Alexei Olshevsky had moved over the Belarus western boarder to Poland and enjoys living there to this day. The two Alexanders, Rodionov and Lobazevich, eventually found themselves in France. Our head coaches - Alexander Borisov and Michael Taitz - had stayed in Belarus for some time; however, Micheal Taitz eventually moved to Israel where he passed away on New Years day of 2007 at the age of 77.

Nevertheless, before we arrived to Belarus from Slovenian capital, there was something that could have had a totally drastic effect on the outcome of the Championship trip. As mentioned in the earlier posts, our team was always traveling Europe by bus and this trip was no exception. It takes almost two days to cover the roads from Ljubljana to Minsk. The first day went by pretty fast as all of us were happily taking pictures of fellow teammates, gold medals and The Championship trophy itself.

It was an early morning of a sunny July summer day as the bus was doing its best and rolling through the roads of Poland. We should have been arriving home by afternoon. Suddenly, there was a strange abrupt noise that woke everyone up and the bus jumped, dipped and had to stop. After a quick inspection, the bus drivers said that the right front wheel had been barely hanging on the 3 remaining bolts - the other 5 were lost along the way...

Needless to say how everyone felt - it was a mix of early morning sleepiness and a feeling that a tragedy was about to happen. We swiftly unloaded the bus and accommodated ourselves between the forest and the road looking for the ways to get warm - 6 o'clock morning sun was not much of a help. Some of us laid on the ground along the road while others went into the forest to start a little fire and maybe even make up some sort of breakfast. As for me, I was laying near Andrei Sviridov and trying to fall asleep - when I heard a police car slamming the breaks right 20 feet away from us!

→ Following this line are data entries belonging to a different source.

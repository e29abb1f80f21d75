// ============================================================================
// Chart - Graphiques du portefeuille
// ============================================================================
// Allocation (barres) et performance (ligne), dessinées par les widgets
// de ratatui. On ne fait que leur passer les données.
//
// CONCEPTS RATATUI :
// 1. BarChart : une barre par part, couleur de la palette
// 2. Chart + Dataset : série de points (x, y)
// 3. Axis : bornes et labels
// ============================================================================

use ratatui::{
    layout::Rect,
    style::{Color, Modifier, Style},
    symbols,
    text::{Line, Span},
    widgets::{Axis, Bar, BarChart, BarGroup, Chart, Dataset, GraphType},
    Frame,
};

use crate::models::{allocation_color, AllocationSlice, PerformancePoint};
use crate::ui::dashboard::{inert, titled_block};

/// Couleur de la courbe de performance (#0070f3)
const PERFORMANCE_COLOR: Color = Color::Rgb(0x00, 0x70, 0xf3);

/// Convertit "#rrggbb" en couleur terminal
///
/// CONCEPT RUST : FromStr
/// - Color implémente FromStr et accepte la notation hexadécimale
pub fn hex_color(hex: &str) -> Color {
    hex.parse().unwrap_or(Color::Blue)
}

// ============================================================================
// Allocation
// ============================================================================

/// Dessine l'allocation en barres verticales
///
/// Les pourcentages sont affichés tels quels, sans normalisation.
pub fn render_allocation(frame: &mut Frame, slices: &[AllocationSlice], area: Rect) {
    let bars: Vec<Bar> = slices
        .iter()
        .enumerate()
        .map(|(index, slice)| {
            let color = hex_color(allocation_color(index));
            Bar::default()
                .value(slice.value.max(0.0).round() as u64)
                .label(Line::from(slice.name.clone()))
                .text_value(format!("{:.0}%", slice.value))
                .style(Style::default().fg(color))
                .value_style(Style::default().fg(Color::White).bg(color).add_modifier(Modifier::BOLD))
        })
        .collect();

    let title = Line::from(vec![
        Span::styled(" Portfolio Allocation ", Style::default().add_modifier(Modifier::BOLD)),
        inert("Filter"),
        Span::raw(" "),
    ]);

    let chart = BarChart::default()
        .block(titled_block(title))
        .data(BarGroup::default().bars(&bars))
        .bar_width(8)
        .bar_gap(2)
        .max(100);

    frame.render_widget(chart, area);
}

// ============================================================================
// Performance
// ============================================================================

/// Bornes Y de la courbe, avec 5% de marge
///
/// Les valeurs ne sont pas validées : des points négatifs restent visibles.
/// Le plancher à 0 ne s'applique que si toutes les valeurs sont positives.
pub fn performance_bounds(points: &[(f64, f64)]) -> (f64, f64) {
    if points.is_empty() {
        return (0.0, 1.0);
    }

    // Min et max en un seul passage
    let (min_value, max_value) = points
        .iter()
        .fold((f64::MAX, f64::MIN), |(min, max), &(_x, y)| (min.min(y), max.max(y)));

    let margin = ((max_value - min_value) * 0.05).max(1.0);
    let lower = min_value - margin;
    let y_min = if min_value >= 0.0 { lower.max(0.0) } else { lower };

    (y_min, max_value + margin)
}

/// Dessine la courbe de performance mensuelle
pub fn render_performance(frame: &mut Frame, performance: &[PerformancePoint], area: Rect) {
    let points: Vec<(f64, f64)> = performance
        .iter()
        .enumerate()
        .map(|(i, point)| (i as f64, point.value))
        .collect();

    let (y_min, y_max) = performance_bounds(&points);

    let x_max = points.len().saturating_sub(1).max(1) as f64;

    let x_labels: Vec<Span> = match (performance.first(), performance.last()) {
        (Some(first), Some(last)) => {
            let middle = &performance[performance.len() / 2];
            vec![
                Span::raw(first.month.clone()),
                Span::raw(middle.month.clone()),
                Span::raw(last.month.clone()),
            ]
        }
        _ => Vec::new(),
    };

    let datasets = vec![Dataset::default()
        .name("value")
        .marker(symbols::Marker::Braille)
        .graph_type(GraphType::Line)
        .style(Style::default().fg(PERFORMANCE_COLOR))
        .data(&points)];

    let x_axis = Axis::default()
        .style(Style::default().fg(Color::Gray))
        .bounds([0.0, x_max])
        .labels(x_labels);

    let y_axis = Axis::default()
        .style(Style::default().fg(Color::Gray))
        .bounds([y_min, y_max])
        .labels(vec![
            Span::raw(format!("{:.0}", y_min)),
            Span::raw(format!("{:.0}", (y_min + y_max) / 2.0)),
            Span::raw(format!("{:.0}", y_max)),
        ]);

    let title = Line::from(vec![
        Span::styled(" Performance ", Style::default().add_modifier(Modifier::BOLD)),
        inert("Export"),
        Span::raw(" "),
        inert("6M"),
        Span::raw(" "),
    ]);

    let chart = Chart::new(datasets)
        .block(titled_block(title))
        .x_axis(x_axis)
        .y_axis(y_axis);

    frame.render_widget(chart, area);
}

#[cfg(test)]
mod tests {
    use super::*;
    use ratatui::{backend::TestBackend, Terminal};

    fn points(values: &[f64]) -> Vec<PerformancePoint> {
        ["Jan", "Feb", "Mar", "Apr"]
            .iter()
            .zip(values)
            .map(|(month, value)| PerformancePoint::new(month, *value))
            .collect()
    }

    /// Nombre de cellules Braille dessinées par la courbe
    fn braille_cells(performance: &[PerformancePoint]) -> usize {
        let backend = TestBackend::new(60, 14);
        let mut terminal = Terminal::new(backend).unwrap();
        terminal
            .draw(|frame| render_performance(frame, performance, frame.size()))
            .unwrap();

        let buffer = terminal.backend().buffer();
        let mut count = 0;
        for y in 0..buffer.area.height {
            for x in 0..buffer.area.width {
                let symbol = buffer.get(x, y).symbol();
                if symbol
                    .chars()
                    .any(|c| ('\u{2801}'..='\u{28FF}').contains(&c))
                {
                    count += 1;
                }
            }
        }
        count
    }

    #[test]
    fn test_bounds_floor_at_zero_for_positive_values() {
        let (y_min, y_max) = performance_bounds(&[(0.0, 10.0), (1.0, 30.0)]);
        assert_eq!(y_min, 9.0);
        assert_eq!(y_max, 31.0);

        let (y_min, _) = performance_bounds(&[(0.0, 0.0), (1.0, 100.0)]);
        assert_eq!(y_min, 0.0);
    }

    #[test]
    fn test_bounds_contain_negative_values() {
        let pts = [(0.0, -400.0), (1.0, -200.0), (2.0, -300.0)];
        let (y_min, y_max) = performance_bounds(&pts);
        assert!(y_min < y_max);
        assert!(pts.iter().all(|&(_, y)| y_min <= y && y <= y_max));

        let mixed = [(0.0, -400.0), (1.0, 200.0), (2.0, -300.0)];
        let (y_min, y_max) = performance_bounds(&mixed);
        assert!(mixed.iter().all(|&(_, y)| y_min <= y && y <= y_max));
    }

    #[test]
    fn test_bounds_empty_series() {
        assert_eq!(performance_bounds(&[]), (0.0, 1.0));
    }

    #[test]
    fn test_negative_series_is_drawn() {
        assert!(braille_cells(&points(&[-400.0, -200.0, -300.0])) > 0);
        assert!(braille_cells(&points(&[4000.0, 3800.0, 4200.0])) > 0);
    }

    #[test]
    fn test_hex_color() {
        assert_eq!(hex_color("#0070f3"), Color::Rgb(0x00, 0x70, 0xf3));
        assert_eq!(hex_color("not-a-color"), Color::Blue);
    }
}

Then everything was developing like a bad novel - the cops came out of the car and were running towards us and soon we found ourselves at gunpoint! We hear the usual "Hands Up!" though we didn't exactly understood Polish, the reality was surreal - both Andrei and I were thinking it was a bad dream. To make the matters worse, the sun was in our eyes and Andrei made a few unintentional steps towards the cops. They were some short cops and when the Belarus giant was in front of them that policeman's finger was holding the trigger so tight. Never in my life did I found myself at gunpoint, but I certainly was not thinking it would happen a day after winning European Championship.

As we find out later, the local police headquarters were notified by the bypassing Polish drivers that the Russian racketeering gang was camping alongside the road! It was rough times - first years after the Soviet Union collapsed - as many trouble-makers were making their cash by racketeering the bypassing tracks and passenger vehicles on the road Berlin - Minsk - Moscow. The Polish police quickly realized that it made a mistake, however, they took one member of our delegation to police headquarters and fined him $10 for starting a fire camp in the forest, which is illegal in Poland.

Finally, we made it home and embraced our families. If one would think that the local media paid undivided attention to our victory and made us Nation's heroes, that was not the case. The life of Belarus population was not centered around sports at all, and to this day not many know that we are the one and only Belarus team in any team sports to win a European Championship.